This past October 9th, the Nobel Committee announced the winner of its 2009 Peace Prize. It was bestowed on the president of the United States, Barack Obama. A little less than one year after his election, Obama saw himself decorated with one of the most prestigious titles in the world. For which actions? None, yet. Obama himself recognized that this prize symbolized rather a “call to action.”
The Nobel Committee justified the choice of Obama by pointing to the return of multilateral diplomacy, as well as his efforts for a world free of nuclear arms. That the simple fact of breaking with the conservative attitude of the Bush administration merits a Nobel Prize says much about the foreign policy of the eight years of Republican reign (2001-2009).
Effectively, numerous indices indicate a warming of international relations, compared to what they used to be. We have only to think of the speech Obama made in Cairo to the Arab world last June. The climate is more favorable for diplomacy. So be it. Meanwhile, since the beginning of Obama’s administration in January 2009, outstanding issues still await resolution.
On November 18th, the president recognized over NBC airwaves that Guantanamo prison cannot be closed as planned by January 2010. Remember that it was, nevertheless, a key issue of his 2008 presidential campaign. As for the thorny issue of climate change, it would be a miracle if the Copenhagen Summit planned for December built significantly upon the objectives of the Kyoto Protocol.
Evidently, the U.S. is not responsible for the lack of willpower on the part of certain rogue states (among them Canada), but by the immense power they exercise over the international arena, they hold a duty to persuade.
And what of the military intentions of this new Nobel Peace Prize winner? We must rejoice over the announcement of the withdrawal of troops from Iraq by the end of 2011 (which the Iraqi government confirmed on November 15th). However, this decision masks the intention to intervene more forcefully in Afghanistan.
Recently, Obama declared the deployment of 30,000 additional troops on Afghan soil was necessary to finish the job. Before “finishing the job,” would it not be necessary to first define clearly the objectives of this mission, which is sinking into a veritable quagmire? The chaos of the Afghan elections of last August clearly shows a country prone to disorganization and corruption. Is the situation really worse than before the beginning of the occupation of the country in 2001? It is difficult to tell, but it is undoubtedly not any better - neither in regard to security nor the condition of women.

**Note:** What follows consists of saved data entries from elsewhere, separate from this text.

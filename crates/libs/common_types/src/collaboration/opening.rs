//! Creation of new collaborations: who may open which kind, and in which status it starts.

use crate::collaboration::error::TransitionError;
use crate::collaboration::record::{Collaboration, Offer};
use crate::collaboration::role::{ActorRole, CollaborationKind, Side};
use crate::collaboration::status::CollaborationStatus;
use chrono::{DateTime, Utc};
use rust_decimal::Decimal;

/// Participant as seen at creation time.
#[derive(Debug, Clone, Copy, PartialEq, Eq)]
pub struct Participant {
    pub user_id: i32,
    pub role: ActorRole,
}

#[derive(Debug, Clone)]
pub struct OpeningRequest {
    pub kind: CollaborationKind,
    pub creator: Participant,
    pub counterparty: Participant,
    pub title: String,
    pub description: Option<String>,
    pub start_date: Option<DateTime<Utc>>,
    pub end_date: Option<DateTime<Utc>>,
    /// Opening offer by the creator.
    pub amount: Option<Decimal>,
}

/// Status a new collaboration starts in.
pub fn opening_status(
    kind: CollaborationKind,
    creator: ActorRole,
    has_offer: bool,
) -> Result<CollaborationStatus, TransitionError> {
    use CollaborationKind::{AdSlotRequest, BannerBooking, CampaignApplication, DirectCollaboration};

    let status = match (creator, kind) {
        (ActorRole::Brand, AdSlotRequest | BannerBooking) => CollaborationStatus::Pending,
        (ActorRole::Influencer | ActorRole::Agency, CampaignApplication) => {
            CollaborationStatus::PendingApproval
        }
        (_, DirectCollaboration) if !has_offer => CollaborationStatus::Pending,
        (ActorRole::Brand, DirectCollaboration) => CollaborationStatus::BrandOffer,
        (ActorRole::Influencer, DirectCollaboration) => CollaborationStatus::InfluencerOffer,
        (ActorRole::Agency, DirectCollaboration) => CollaborationStatus::AgencyOffer,
        (role, kind) => return Err(TransitionError::CannotOpen { kind, role }),
    };
    Ok(status)
}

impl Collaboration {
    /// Builds a new record from a creation request.
    pub fn open(
        id: String,
        collab_code: Option<String>,
        request: OpeningRequest,
        now: DateTime<Utc>,
    ) -> Result<Self, TransitionError> {
        let OpeningRequest {
            kind,
            creator,
            counterparty,
            title,
            description,
            start_date,
            end_date,
            amount,
        } = request;

        if creator.role.side() == counterparty.role.side() || creator.user_id == counterparty.user_id
        {
            return Err(TransitionError::SameSide);
        }
        if amount.is_some_and(|a| a <= Decimal::ZERO) {
            return Err(TransitionError::InvalidAmount);
        }
        let schedule_ok = match (start_date, end_date) {
            (Some(start), Some(end)) => end >= start,
            (_, None) => !kind.is_time_bound(),
            (None, Some(_)) => true,
        };
        if !schedule_ok {
            return Err(TransitionError::InvalidSchedule);
        }

        let status = opening_status(kind, creator.role, amount.is_some())?;
        let (brand, partner) = match creator.role.side() {
            Side::Payer => (creator, counterparty),
            Side::Payee => (counterparty, creator),
        };

        Ok(Self {
            id,
            collab_code,
            kind,
            brand_id: brand.user_id,
            partner_id: partner.user_id,
            partner_role: partner.role,
            requested_by: creator.role,
            title,
            description,
            start_date,
            end_date,
            status,
            current_offer: amount.map(|amount| Offer {
                amount,
                proposed_by: creator.role,
                proposed_at: now,
            }),
            final_amount: None,
            work_status: None,
            payment_status: None,
            reason: None,
            deliverable_url: None,
            penalty_amount: None,
            transaction_id: None,
            created_at: now,
            updated_at: now,
        })
    }
}
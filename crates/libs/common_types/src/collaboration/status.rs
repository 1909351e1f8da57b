use serde::{Deserialize, Serialize};
use std::fmt;
use std::fmt::Display;

/// Status shared by every collaboration kind.
///
/// Statuses are stored as text. A stored value that is not part of the known
/// taxonomy is kept as [`CollaborationStatus::Unrecognized`] so it can still be
/// listed (it falls into the "other" tab) instead of failing the whole read.
#[derive(Debug, Clone, PartialEq, Eq, Hash, Serialize, Deserialize)]
#[serde(from = "String", into = "String")]
pub enum CollaborationStatus {
    Pending,
    PendingApproval,
    InfluencerOffer,
    AgencyOffer,
    BrandOffer,
    BrandCounterOffer,
    InfluencerCounterOffer,
    AgreementReached,
    InProgress,
    WorkSubmitted,
    Completed,
    Rejected,
    Disputed,
    BrandDecisionPending,
    RefundPendingAdminReview,
    Unrecognized(String),
}

impl CollaborationStatus {
    /// Every status of the known taxonomy, in lifecycle order.
    pub const KNOWN: [Self; 15] = [
        Self::Pending,
        Self::PendingApproval,
        Self::InfluencerOffer,
        Self::AgencyOffer,
        Self::BrandOffer,
        Self::BrandCounterOffer,
        Self::InfluencerCounterOffer,
        Self::AgreementReached,
        Self::InProgress,
        Self::WorkSubmitted,
        Self::Completed,
        Self::Rejected,
        Self::Disputed,
        Self::BrandDecisionPending,
        Self::RefundPendingAdminReview,
    ];

    #[must_use]
    pub fn as_str(&self) -> &str {
        match self {
            Self::Pending => "pending",
            Self::PendingApproval => "pending_approval",
            Self::InfluencerOffer => "influencer_offer",
            Self::AgencyOffer => "agency_offer",
            Self::BrandOffer => "brand_offer",
            Self::BrandCounterOffer => "brand_counter_offer",
            Self::InfluencerCounterOffer => "influencer_counter_offer",
            Self::AgreementReached => "agreement_reached",
            Self::InProgress => "in_progress",
            Self::WorkSubmitted => "work_submitted",
            Self::Completed => "completed",
            Self::Rejected => "rejected",
            Self::Disputed => "disputed",
            Self::BrandDecisionPending => "brand_decision_pending",
            Self::RefundPendingAdminReview => "refund_pending_admin_review",
            Self::Unrecognized(raw) => raw,
        }
    }

    /// Statuses in which an offer is on the table and no amount is agreed yet.
    #[must_use]
    pub const fn is_offer_stage(&self) -> bool {
        matches!(
            self,
            Self::Pending
                | Self::PendingApproval
                | Self::InfluencerOffer
                | Self::AgencyOffer
                | Self::BrandOffer
                | Self::BrandCounterOffer
                | Self::InfluencerCounterOffer
        )
    }

    #[must_use]
    pub const fn is_terminal(&self) -> bool {
        matches!(self, Self::Completed | Self::Rejected)
    }

    #[must_use]
    pub const fn is_recognized(&self) -> bool {
        !matches!(self, Self::Unrecognized(_))
    }
}

impl From<&str> for CollaborationStatus {
    fn from(raw: &str) -> Self {
        Self::KNOWN
            .into_iter()
            .find(|status| status.as_str() == raw)
            .unwrap_or_else(|| Self::Unrecognized(raw.to_owned()))
    }
}

impl From<String> for CollaborationStatus {
    fn from(raw: String) -> Self {
        Self::from(raw.as_str())
    }
}

impl From<CollaborationStatus> for String {
    fn from(status: CollaborationStatus) -> Self {
        match status {
            CollaborationStatus::Unrecognized(raw) => raw,
            known => known.as_str().to_owned(),
        }
    }
}

impl Display for CollaborationStatus {
    fn fmt(&self, f: &mut fmt::Formatter<'_>) -> fmt::Result {
        f.write_str(self.as_str())
    }
}

#[cfg(test)]
mod tests {
    use super::*;

    #[test]
    fn known_statuses_parse_back_to_themselves() {
        for status in CollaborationStatus::KNOWN {
            assert_eq!(CollaborationStatus::from(status.as_str()), status);
        }
    }

    #[test]
    fn unknown_status_is_preserved_verbatim() {
        let status = CollaborationStatus::from("on_hold");
        assert_eq!(status, CollaborationStatus::Unrecognized("on_hold".into()));
        assert_eq!(String::from(status), "on_hold");
    }

    #[test]
    fn serializes_as_snake_case_text() {
        let json = serde_json::to_string(&CollaborationStatus::BrandCounterOffer).unwrap();
        assert_eq!(json, "\"brand_counter_offer\"");
        let parsed: CollaborationStatus = serde_json::from_str("\"work_submitted\"").unwrap();
        assert_eq!(parsed, CollaborationStatus::WorkSubmitted);
    }
}
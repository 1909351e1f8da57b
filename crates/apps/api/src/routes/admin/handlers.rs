//! Platform admin endpoints: KYC review, dispute and refund decisions, payouts.

use crate::api_state::ApiContext;
use axum::Json;
use axum::extract::{Path, State};
use axum::http::StatusCode;
use common_services::api::auth::error::AuthError;
use common_services::api::collaboration::error::CollaborationError;
use common_services::api::collaboration::interfaces::ResolveRefundRequest;
use common_services::api::collaboration::service::{resolve_refund, review_dispute};
use common_services::api::kyc::error::KycError;
use common_services::api::kyc::interfaces::ReviewKycRequest;
use common_services::api::kyc::service::{list_pending_kyc, review_kyc};
use common_services::api::payout::error::PayoutError;
use common_services::api::payout::interfaces::PartialPayoutRequest;
use common_services::api::payout::service::{complete_payout, record_partial_payout};
use common_services::database::app_user::User;
use common_services::database::kyc::KycSubmission;
use common_services::database::payout::Payout;
use common_services::database::user_store::UserStore;
use common_types::Collaboration;

#[utoipa::path(
    get,
    path = "/admin/users",
    tag = "Admin",
    responses(
        (status = 200, description = "All registered users.", body = Vec<User>),
        (status = 403, description = "Admin role required."),
    ),
    security(("bearer_auth" = []))
)]
pub async fn list_users_handler(
    State(context): State<ApiContext>,
) -> Result<Json<Vec<User>>, AuthError> {
    Ok(Json(UserStore::list_users(&context.pool).await?))
}

#[utoipa::path(
    get,
    path = "/admin/kyc",
    tag = "Admin",
    responses(
        (status = 200, description = "KYC submissions waiting for review, oldest first.", body = Vec<KycSubmission>),
        (status = 403, description = "Admin role required."),
    ),
    security(("bearer_auth" = []))
)]
pub async fn list_pending_kyc_handler(
    State(context): State<ApiContext>,
) -> Result<Json<Vec<KycSubmission>>, KycError> {
    Ok(Json(list_pending_kyc(&context.pool).await?))
}

/// Approve or reject a KYC submission. Rejections need a note.
#[utoipa::path(
    post,
    path = "/admin/kyc/{submission_id}/review",
    tag = "Admin",
    params(
        ("submission_id" = String, Path, description = "The unique ID of the KYC submission.")
    ),
    request_body = ReviewKycRequest,
    responses(
        (status = 200, description = "Decision recorded.", body = KycSubmission),
        (status = 400, description = "Rejection without a note."),
        (status = 404, description = "Submission not found."),
        (status = 409, description = "Submission was already reviewed."),
    ),
    security(("bearer_auth" = []))
)]
pub async fn review_kyc_handler(
    State(context): State<ApiContext>,
    Path(submission_id): Path<String>,
    Json(payload): Json<ReviewKycRequest>,
) -> Result<Json<KycSubmission>, KycError> {
    Ok(Json(review_kyc(&context.pool, &submission_id, payload).await?))
}

/// Hand a disputed collaboration back to the brand for a decision.
#[utoipa::path(
    post,
    path = "/admin/collaborations/{collaboration_id}/review-dispute",
    tag = "Admin",
    params(
        ("collaboration_id" = String, Path, description = "The unique ID of the collaboration.")
    ),
    responses(
        (status = 200, description = "Brand decision pending.", body = Collaboration),
        (status = 404, description = "Collaboration not found."),
        (status = 409, description = "The collaboration is not disputed."),
    ),
    security(("bearer_auth" = []))
)]
pub async fn review_dispute_handler(
    State(context): State<ApiContext>,
    Path(collaboration_id): Path<String>,
) -> Result<Json<Collaboration>, CollaborationError> {
    Ok(Json(review_dispute(&context.pool, &collaboration_id).await?))
}

/// Approve (refund the brand) or deny (complete for the payee) a refund request.
#[utoipa::path(
    post,
    path = "/admin/collaborations/{collaboration_id}/resolve-refund",
    tag = "Admin",
    params(
        ("collaboration_id" = String, Path, description = "The unique ID of the collaboration.")
    ),
    request_body = ResolveRefundRequest,
    responses(
        (status = 200, description = "Refund decision applied.", body = Collaboration),
        (status = 404, description = "Collaboration not found."),
        (status = 409, description = "No refund is pending review."),
    ),
    security(("bearer_auth" = []))
)]
pub async fn resolve_refund_handler(
    State(context): State<ApiContext>,
    Path(collaboration_id): Path<String>,
    Json(payload): Json<ResolveRefundRequest>,
) -> Result<Json<Collaboration>, CollaborationError> {
    Ok(Json(
        resolve_refund(&context.pool, &collaboration_id, payload.approve).await?,
    ))
}

/// Record an advance already paid to the payee.
#[utoipa::path(
    post,
    path = "/admin/collaborations/{collaboration_id}/partial-payouts",
    tag = "Admin",
    params(
        ("collaboration_id" = String, Path, description = "The unique ID of the collaboration.")
    ),
    request_body = PartialPayoutRequest,
    responses(
        (status = 201, description = "Partial payout recorded as paid.", body = Payout),
        (status = 400, description = "Amount is not positive or exceeds what remains."),
        (status = 409, description = "The collaboration holds no payment."),
    ),
    security(("bearer_auth" = []))
)]
pub async fn record_partial_payout_handler(
    State(context): State<ApiContext>,
    Path(collaboration_id): Path<String>,
    Json(payload): Json<PartialPayoutRequest>,
) -> Result<(StatusCode, Json<Payout>), PayoutError> {
    let payout = record_partial_payout(&context.pool, &collaboration_id, payload.amount).await?;
    Ok((StatusCode::CREATED, Json(payout)))
}

/// Confirm a pending payout was sent.
#[utoipa::path(
    post,
    path = "/admin/payouts/{payout_id}/complete",
    tag = "Admin",
    params(
        ("payout_id" = String, Path, description = "The unique ID of the payout.")
    ),
    responses(
        (status = 200, description = "Payout marked as paid.", body = Payout),
        (status = 404, description = "Payout not found."),
        (status = 409, description = "Payout was already paid."),
    ),
    security(("bearer_auth" = []))
)]
pub async fn complete_payout_handler(
    State(context): State<ApiContext>,
    Path(payout_id): Path<String>,
) -> Result<Json<Payout>, PayoutError> {
    Ok(Json(complete_payout(&context.pool, &payout_id).await?))
}
pub mod test_collaboration;
pub mod test_payout;
pub mod test_root;
use crate::collaboration::record::Collaboration;
use crate::collaboration::status::CollaborationStatus;
use serde::{Deserialize, Serialize};
use utoipa::ToSchema;

/// The list tab a collaboration is shown in.
#[derive(Debug, Clone, Copy, PartialEq, Eq, Hash, Serialize, Deserialize, ToSchema)]
#[serde(rename_all = "camelCase")]
pub enum StatusBucket {
    Pending,
    InProgress,
    Archived,
    /// Fallback for statuses outside the partition table.
    Other,
}

/// Three disjoint status sets. Anything not listed is classified as
/// [`StatusBucket::Other`].
#[derive(Debug, Clone, Copy)]
pub struct PartitionTable {
    pub pending: &'static [CollaborationStatus],
    pub in_progress: &'static [CollaborationStatus],
    pub archived: &'static [CollaborationStatus],
}

pub const DEFAULT_PARTITION: PartitionTable = PartitionTable {
    pending: &[
        CollaborationStatus::Pending,
        CollaborationStatus::PendingApproval,
        CollaborationStatus::InfluencerOffer,
        CollaborationStatus::AgencyOffer,
        CollaborationStatus::BrandOffer,
        CollaborationStatus::BrandCounterOffer,
        CollaborationStatus::InfluencerCounterOffer,
    ],
    in_progress: &[
        CollaborationStatus::AgreementReached,
        CollaborationStatus::InProgress,
        CollaborationStatus::WorkSubmitted,
        CollaborationStatus::Disputed,
        CollaborationStatus::BrandDecisionPending,
        CollaborationStatus::RefundPendingAdminReview,
    ],
    archived: &[CollaborationStatus::Completed, CollaborationStatus::Rejected],
};

impl PartitionTable {
    #[must_use]
    pub fn classify(&self, status: &CollaborationStatus) -> StatusBucket {
        if self.pending.contains(status) {
            StatusBucket::Pending
        } else if self.in_progress.contains(status) {
            StatusBucket::InProgress
        } else if self.archived.contains(status) {
            StatusBucket::Archived
        } else {
            StatusBucket::Other
        }
    }
}

impl StatusBucket {
    /// Classifies with the default partition table.
    #[must_use]
    pub fn of(status: &CollaborationStatus) -> Self {
        DEFAULT_PARTITION.classify(status)
    }
}

/// Collaborations split into list tabs. Input order is kept inside each tab.
#[derive(Debug, Serialize, Deserialize, ToSchema)]
#[serde(rename_all = "camelCase")]
pub struct BucketedCollaborations<T> {
    pub pending: Vec<T>,
    pub in_progress: Vec<T>,
    pub archived: Vec<T>,
    pub other: Vec<T>,
}

impl<T> Default for BucketedCollaborations<T> {
    fn default() -> Self {
        Self {
            pending: Vec::new(),
            in_progress: Vec::new(),
            archived: Vec::new(),
            other: Vec::new(),
        }
    }
}

impl<T> BucketedCollaborations<T> {
    pub fn push(&mut self, bucket: StatusBucket, item: T) {
        match bucket {
            StatusBucket::Pending => self.pending.push(item),
            StatusBucket::InProgress => self.in_progress.push(item),
            StatusBucket::Archived => self.archived.push(item),
            StatusBucket::Other => self.other.push(item),
        }
    }
}

/// Groups collaborations by the tab their status belongs to.
pub fn partition_collaborations(
    collaborations: impl IntoIterator<Item = Collaboration>,
) -> BucketedCollaborations<Collaboration> {
    let mut buckets = BucketedCollaborations::default();
    for collaboration in collaborations {
        buckets.push(StatusBucket::of(&collaboration.status), collaboration);
    }
    buckets
}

In choosing the recipient of the Nobel Peace Prize of 2009, the Nobel Committee made a political move. The symbolic weight accompanying this prize is immense.
From now on, Barack Obama must reconcile his antinomian roles as commander-in-chief of the armies of this country and as winner of the Nobel Peace Prize. Not only do immense responsibilities weigh upon him at a turning point of human history, but the wind of "Hope" which blew him into power has made of him a superhero that History will not fail to judge severely. Therefore, it is imperative that he break with this bellicose legacy that his predecessors left him. All of his credibility depends on it.